Lackeby and Juhász wanted to know whether there were relationships between these traits that hadn’t yet been seen. So, they asked the computer whether it could predict certain ‘personality traits’ by being given some of the other traits.
As it turned out, it could. With the help of AI, the Oxford researchers have now established a completely new theorem in their field.
What’s all this maths good for?
If all of this sounds confusing, that’s because it is. Pure mathematics is the kind of field that eludes most people’s understanding, because it’s associated with realms, dimensions, shapes and scales that most human brains never consciously contend with.
But Williamson says pure mathematics, while valuable in and of itself as a way to interrogate the universe of numbers, has a way of cropping up all over our day-to-day lives, whether we know it or not.
“In some sense, in pure mathematics, we’re just fascinated by the problems, but mathematics also has this reoccurring habit of being extremely useful,” he says.
“Every time you do a bank transaction, you’re using prime numbers. Every time you send a WiFi signal, you’re using coding theory. Riemann found the laws that govern curved space 50 years before Einstein needed them to write down general relativity.”
And Williamson says the mathematical applications for which the researchers are using AlphaGo may yet throw up new possibilities for practical application.

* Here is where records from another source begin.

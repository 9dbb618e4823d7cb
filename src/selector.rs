use crate::background::{Direction, ParticleField};
use crate::catalog::{AdoptedPet, Pet};
use crate::model::SelectorTimings;
use crate::storage::{KeyValueStore, Session};
use rand::Rng;
use std::sync::mpsc::{self, Receiver, Sender};

const SMALL_DRIFT: f32 = 50.0;

#[derive(Clone, Copy, Debug, PartialEq, Eq)]
pub(crate) enum Narration {
    Showing { line: usize, until: u64 },
    Gap { line: usize, until: u64 },
    Closing { until: u64 },
}

#[derive(Clone, Copy, Debug, PartialEq, Eq)]
pub(crate) enum SelectorPhase {
    Browsing,
    AnimatingSelection {
        pet: usize,
        slide_out_at: u64,
        narrate_at: u64,
        sliding_out: bool,
    },
    Narrating { pet: usize, step: Narration },
    Done { pet: usize },
}

/// Receiving half of the one-shot completion signal.
pub(crate) struct Selection {
    rx: Receiver<usize>,
}

impl Selection {
    /// The chosen catalog index, delivered exactly once.
    pub(crate) fn try_take(&self) -> Option<usize> {
        self.rx.try_recv().ok()
    }
}

pub(crate) struct PetSelector {
    pets: Vec<Pet>,
    timings: SelectorTimings,
    drift: Direction,
    cursor: usize,
    phase: SelectorPhase,
    notify: Option<Sender<usize>>,
}

impl PetSelector {
    pub(crate) fn new(pets: Vec<Pet>, timings: SelectorTimings, drift: Direction) -> (Self, Selection) {
        let (tx, rx) = mpsc::channel();
        let selector = Self {
            pets,
            timings,
            drift,
            cursor: 0,
            phase: SelectorPhase::Browsing,
            notify: Some(tx),
        };
        (selector, Selection { rx })
    }

    pub(crate) fn pets(&self) -> &[Pet] {
        &self.pets
    }

    pub(crate) fn cursor(&self) -> usize {
        self.cursor
    }

    pub(crate) fn phase(&self) -> SelectorPhase {
        self.phase
    }

    #[cfg(test)]
    pub(crate) fn done(&self) -> bool {
        matches!(self.phase, SelectorPhase::Done { .. })
    }

    #[cfg(test)]
    pub(crate) fn selected_pet_id(&self) -> Option<usize> {
        match self.phase {
            SelectorPhase::Done { pet } => Some(pet),
            _ => None,
        }
    }

    pub(crate) fn move_cursor(&mut self, delta: i32) {
        if self.phase != SelectorPhase::Browsing || self.pets.is_empty() {
            return;
        }
        let len = self.pets.len() as i32;
        self.cursor = (self.cursor as i32 + delta).rem_euclid(len) as usize;
    }

    /// Adopts the pet under the cursor. Ignored once a choice is made.
    pub(crate) fn adopt<S: KeyValueStore>(
        &mut self,
        now_ms: u64,
        session: &mut Session<S>,
    ) -> Option<AdoptedPet> {
        if self.phase != SelectorPhase::Browsing {
            return None;
        }
        let id = self.cursor;
        let pet = self.pets.get(id)?;
        let adopted = AdoptedPet::from_catalog(id, pet);
        session.set_adopted_pet(&adopted);

        let slide_out_at = now_ms + self.timings.isolate_ms;
        self.phase = SelectorPhase::AnimatingSelection {
            pet: id,
            slide_out_at,
            narrate_at: slide_out_at + self.timings.slide_out_ms,
            sliding_out: false,
        };
        let intro_ms = self.timings.total_ms(self.intro_len(id));
        tracing::info!(pet = %adopted.name, id, intro_ms, "pet adopted");
        Some(adopted)
    }

    /// The intro line currently on screen, if any.
    pub(crate) fn current_line(&self) -> Option<&str> {
        match self.phase {
            SelectorPhase::Narrating {
                pet,
                step: Narration::Showing { line, .. },
            } => self.pets.get(pet)?.intro.get(line).map(String::as_str),
            _ => None,
        }
    }

    /// Runs every transition that is due by `now_ms`. Each deadline is
    /// chained from the previous one, so late polling does not stretch
    /// the sequence.
    pub(crate) fn advance<R: Rng>(&mut self, now_ms: u64, bg: &mut ParticleField, rng: &mut R) {
        loop {
            let next = match self.phase {
                SelectorPhase::Browsing | SelectorPhase::Done { .. } => return,
                SelectorPhase::AnimatingSelection {
                    pet,
                    slide_out_at,
                    narrate_at,
                    sliding_out,
                } => {
                    if !sliding_out && now_ms >= slide_out_at {
                        bg.slide_all(self.drift, SMALL_DRIFT, 500, 1000, slide_out_at, rng);
                        SelectorPhase::AnimatingSelection {
                            pet,
                            slide_out_at,
                            narrate_at,
                            sliding_out: true,
                        }
                    } else if sliding_out && now_ms >= narrate_at {
                        SelectorPhase::Narrating {
                            pet,
                            step: self.first_step(pet, narrate_at),
                        }
                    } else {
                        return;
                    }
                }
                SelectorPhase::Narrating { pet, step } => match step {
                    Narration::Showing { line, until } if now_ms >= until => {
                        let last = line + 1 >= self.intro_len(pet);
                        if last {
                            let (_, h) = bg.size();
                            bg.slide_all(self.drift, h, 2000, 3000, until, rng);
                        } else {
                            bg.slide_all(self.drift, SMALL_DRIFT, 500, 1000, until, rng);
                        }
                        SelectorPhase::Narrating {
                            pet,
                            step: Narration::Gap {
                                line,
                                until: until + self.timings.line_gap_ms,
                            },
                        }
                    }
                    Narration::Gap { line, until } if now_ms >= until => {
                        let step = if line + 1 < self.intro_len(pet) {
                            Narration::Showing {
                                line: line + 1,
                                until: until + self.timings.line_hold_ms,
                            }
                        } else {
                            Narration::Closing {
                                until: until + self.timings.final_delay_ms,
                            }
                        };
                        SelectorPhase::Narrating { pet, step }
                    }
                    Narration::Closing { until } if now_ms >= until => {
                        self.finish(pet);
                        SelectorPhase::Done { pet }
                    }
                    _ => return,
                },
            };
            self.phase = next;
        }
    }

    fn intro_len(&self, pet: usize) -> usize {
        self.pets.get(pet).map_or(0, |p| p.intro.len())
    }

    fn first_step(&self, pet: usize, at: u64) -> Narration {
        if self.intro_len(pet) == 0 {
            Narration::Closing {
                until: at + self.timings.final_delay_ms,
            }
        } else {
            Narration::Showing {
                line: 0,
                until: at + self.timings.line_hold_ms,
            }
        }
    }

    fn finish(&mut self, pet: usize) {
        if let Some(tx) = self.notify.take() {
            // receiver may already be gone
            let _ = tx.send(pet);
        }
        tracing::info!(pet, "selection complete");
    }
}

#[cfg(test)]
mod tests {
    use super::*;
    use crate::catalog::{DefaultStats, PlanetImage};
    use crate::storage::MemoryStore;
    use rand::{rngs::StdRng, SeedableRng};

    fn pet(name: &str, lines: usize) -> Pet {
        Pet {
            name: name.to_string(),
            image: PlanetImage {
                base: [1, 2, 3],
                accent: [4, 5, 6],
                ocean: [7, 8, 9],
                atmosphere: [10, 11, 12],
                rings: false,
                seed: 1,
                roughness: 0.5,
                bands: 0.5,
                clouds: 0.5,
                ice: 0.0,
            },
            description: format!("{name} description"),
            default_stats: DefaultStats {
                stability: 80.0,
                energy: 80.0,
                strength: 80.0,
            },
            intro: (0..lines).map(|i| format!("{name} line {i}")).collect(),
        }
    }

    fn setup(lines: usize) -> (PetSelector, Selection, ParticleField, StdRng) {
        let mut rng = StdRng::seed_from_u64(2);
        let mut bg = ParticleField::new(100.0, 60.0, 3000);
        bg.generate(10, false, 0, &mut rng);
        let (sel, rx) = PetSelector::new(
            vec![pet("Alpha", lines), pet("Beta", lines)],
            SelectorTimings::default(),
            Direction::Up,
        );
        (sel, rx, bg, rng)
    }

    #[test]
    fn select_second_pet_end_to_end() {
        let (mut sel, rx, mut bg, mut rng) = setup(3);
        let mut session = Session::new(MemoryStore::default());
        sel.move_cursor(1);
        let adopted = sel.adopt(10_000, &mut session).unwrap();
        assert_eq!(adopted.id, 1);
        assert_eq!(session.adopted_pet(), Some(adopted));

        let total = SelectorTimings::default().total_ms(3);
        sel.advance(10_000 + total - 1, &mut bg, &mut rng);
        assert!(!sel.done());
        assert_eq!(rx.try_take(), None);

        sel.advance(10_000 + total, &mut bg, &mut rng);
        assert!(sel.done());
        assert_eq!(sel.selected_pet_id(), Some(1));
        assert_eq!(rx.try_take(), Some(1));
        assert_eq!(rx.try_take(), None);
    }

    #[test]
    fn narration_walks_every_line_in_order() {
        let (mut sel, _rx, mut bg, mut rng) = setup(2);
        let mut session = Session::new(MemoryStore::default());
        sel.adopt(0, &mut session);
        let mut seen: Vec<String> = Vec::new();
        let mut now = 0;
        while !sel.done() {
            now += 100;
            sel.advance(now, &mut bg, &mut rng);
            if let Some(line) = sel.current_line() {
                if seen.last().map(String::as_str) != Some(line) {
                    seen.push(line.to_string());
                }
            }
        }
        assert_eq!(seen, vec!["Alpha line 0", "Alpha line 1"]);
        assert_eq!(now, SelectorTimings::default().total_ms(2));
    }

    #[test]
    fn gallery_locks_after_adopting() {
        let (mut sel, _rx, _bg, _rng) = setup(1);
        let mut session = Session::new(MemoryStore::default());
        sel.move_cursor(-1);
        assert_eq!(sel.cursor(), 1);
        assert!(sel.adopt(0, &mut session).is_some());
        sel.move_cursor(1);
        assert_eq!(sel.cursor(), 1);
        assert!(sel.adopt(5, &mut session).is_none());
    }

    #[test]
    fn background_drifts_when_card_slides_out() {
        let (mut sel, _rx, mut bg, mut rng) = setup(1);
        let mut session = Session::new(MemoryStore::default());
        sel.adopt(0, &mut session);
        sel.advance(1_999, &mut bg, &mut rng);
        assert!(bg.dots().iter().all(|d| !d.is_sliding()));
        sel.advance(2_000, &mut bg, &mut rng);
        assert!(bg.dots().iter().all(|d| d.is_sliding()));
        assert!(matches!(
            sel.phase(),
            SelectorPhase::AnimatingSelection { sliding_out: true, .. }
        ));
    }

    #[test]
    fn empty_intro_still_completes() {
        let (mut sel, rx, mut bg, mut rng) = setup(0);
        let mut session = Session::new(MemoryStore::default());
        sel.adopt(0, &mut session);
        sel.advance(SelectorTimings::default().total_ms(0), &mut bg, &mut rng);
        assert_eq!(rx.try_take(), Some(0));
    }
}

“One of the very interesting things about this work is that very similar techniques helped in both cases, but these two questions are rather different areas of mathematics. So, you’ve got to assume that these techniques are more broadly applicable, and that this will grow into a tool for the working mathematician, which could have a huge impact.”
But ultimately, for Williamson, the joy of mathematics is in the creativity it affords; something AI can now help with: “The striking thing for me is that what I love about mathematics is intuition and creativity, and this seems to be a tool that fosters that.”
In a way, he notes, working with machine learning models is a little bit like working with other mathematicians, who all have their own unique ways of seeing the world.
“We’re a very collaborative species, mathematicians, and every time you talk to someone, they’ve got a slightly different take on things.
“Interacting with this model is a little bit like that, [it provides] that slightly different take on things. It’s nothing like a human collaborator, but it’s still pushed me in unexpected ways, which I find very exciting.”
And while AlphaGo is certainly not nearly as complex as a human brain, it and other AIs possess eerily human-like characteristics.
“AI is good at the kinds of soft human tasks computers are typically very bad at, like speech recognition, image recognition,” Williamson says. “It’s good at tasks that we do effortlessly but which we struggle to program on a computer.
“These are tasks which belong to a very different part of the human experience.”